== Segment start ==

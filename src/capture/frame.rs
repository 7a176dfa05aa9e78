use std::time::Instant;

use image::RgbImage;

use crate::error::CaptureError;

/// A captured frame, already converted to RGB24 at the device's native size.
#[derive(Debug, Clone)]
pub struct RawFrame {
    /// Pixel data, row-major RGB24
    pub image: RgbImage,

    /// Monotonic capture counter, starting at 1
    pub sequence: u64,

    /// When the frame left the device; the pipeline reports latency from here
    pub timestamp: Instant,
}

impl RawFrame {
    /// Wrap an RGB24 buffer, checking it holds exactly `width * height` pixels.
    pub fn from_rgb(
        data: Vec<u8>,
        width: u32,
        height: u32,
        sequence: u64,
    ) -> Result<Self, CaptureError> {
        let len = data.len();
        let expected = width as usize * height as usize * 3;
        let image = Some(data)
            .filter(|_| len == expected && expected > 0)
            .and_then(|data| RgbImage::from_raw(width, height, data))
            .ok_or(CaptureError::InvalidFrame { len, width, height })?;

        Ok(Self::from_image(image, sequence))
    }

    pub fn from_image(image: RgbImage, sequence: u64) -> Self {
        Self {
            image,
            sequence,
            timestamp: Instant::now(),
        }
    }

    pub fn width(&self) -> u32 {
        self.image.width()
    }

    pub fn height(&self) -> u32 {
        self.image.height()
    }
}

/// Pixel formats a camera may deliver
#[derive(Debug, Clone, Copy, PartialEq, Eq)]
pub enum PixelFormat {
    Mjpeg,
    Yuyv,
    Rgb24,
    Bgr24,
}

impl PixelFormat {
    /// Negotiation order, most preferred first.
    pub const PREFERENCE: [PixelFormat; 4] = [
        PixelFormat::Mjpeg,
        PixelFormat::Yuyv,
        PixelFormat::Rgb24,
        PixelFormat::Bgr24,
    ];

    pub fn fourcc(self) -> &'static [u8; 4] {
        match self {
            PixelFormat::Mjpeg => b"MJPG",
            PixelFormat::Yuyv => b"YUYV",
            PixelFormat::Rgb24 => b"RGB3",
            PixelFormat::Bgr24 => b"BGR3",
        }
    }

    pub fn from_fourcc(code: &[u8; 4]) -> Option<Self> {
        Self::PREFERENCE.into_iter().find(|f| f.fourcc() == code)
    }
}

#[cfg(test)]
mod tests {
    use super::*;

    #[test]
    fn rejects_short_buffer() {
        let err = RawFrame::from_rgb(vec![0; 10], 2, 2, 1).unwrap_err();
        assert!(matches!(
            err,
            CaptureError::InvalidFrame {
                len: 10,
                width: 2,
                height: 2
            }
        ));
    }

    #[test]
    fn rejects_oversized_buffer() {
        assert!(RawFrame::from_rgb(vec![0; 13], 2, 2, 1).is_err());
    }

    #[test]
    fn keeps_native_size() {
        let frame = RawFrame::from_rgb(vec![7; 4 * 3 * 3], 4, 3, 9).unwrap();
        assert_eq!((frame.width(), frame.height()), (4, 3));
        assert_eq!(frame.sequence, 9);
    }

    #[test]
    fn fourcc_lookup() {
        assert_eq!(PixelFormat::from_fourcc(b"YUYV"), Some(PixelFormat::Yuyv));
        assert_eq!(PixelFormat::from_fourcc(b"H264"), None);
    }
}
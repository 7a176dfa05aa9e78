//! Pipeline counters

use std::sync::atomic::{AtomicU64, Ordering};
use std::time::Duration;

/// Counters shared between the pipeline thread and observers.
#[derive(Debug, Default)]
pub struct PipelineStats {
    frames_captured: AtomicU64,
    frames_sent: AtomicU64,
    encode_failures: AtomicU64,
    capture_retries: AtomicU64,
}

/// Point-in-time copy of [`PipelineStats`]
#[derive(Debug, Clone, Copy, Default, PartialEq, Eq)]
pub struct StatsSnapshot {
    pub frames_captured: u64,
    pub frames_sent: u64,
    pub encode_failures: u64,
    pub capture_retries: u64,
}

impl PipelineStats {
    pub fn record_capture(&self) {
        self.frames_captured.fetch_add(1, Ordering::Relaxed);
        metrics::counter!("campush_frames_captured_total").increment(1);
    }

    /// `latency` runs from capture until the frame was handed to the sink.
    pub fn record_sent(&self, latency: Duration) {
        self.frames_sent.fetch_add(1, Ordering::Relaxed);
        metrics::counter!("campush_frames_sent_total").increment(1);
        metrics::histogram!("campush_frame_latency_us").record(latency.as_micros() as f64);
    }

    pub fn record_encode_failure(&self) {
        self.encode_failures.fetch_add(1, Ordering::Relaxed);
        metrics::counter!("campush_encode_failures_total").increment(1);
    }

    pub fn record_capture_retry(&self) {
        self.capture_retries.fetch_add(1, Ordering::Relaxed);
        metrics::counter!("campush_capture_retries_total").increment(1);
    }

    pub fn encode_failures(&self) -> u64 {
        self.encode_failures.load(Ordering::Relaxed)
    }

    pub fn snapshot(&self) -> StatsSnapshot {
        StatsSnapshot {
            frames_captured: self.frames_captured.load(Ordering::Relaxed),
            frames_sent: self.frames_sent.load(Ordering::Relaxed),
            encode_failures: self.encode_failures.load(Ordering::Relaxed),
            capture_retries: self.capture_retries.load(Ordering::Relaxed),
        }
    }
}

== Segment end ==

### Requirement
Across the whole listing above, report each line that includes "Clone".

### Answer to the problem
#[derive(Debug, Clone)]
#[derive(Debug, Clone, Copy, PartialEq, Eq)]
#[derive(Debug, Clone, Copy, Default, PartialEq, Eq)]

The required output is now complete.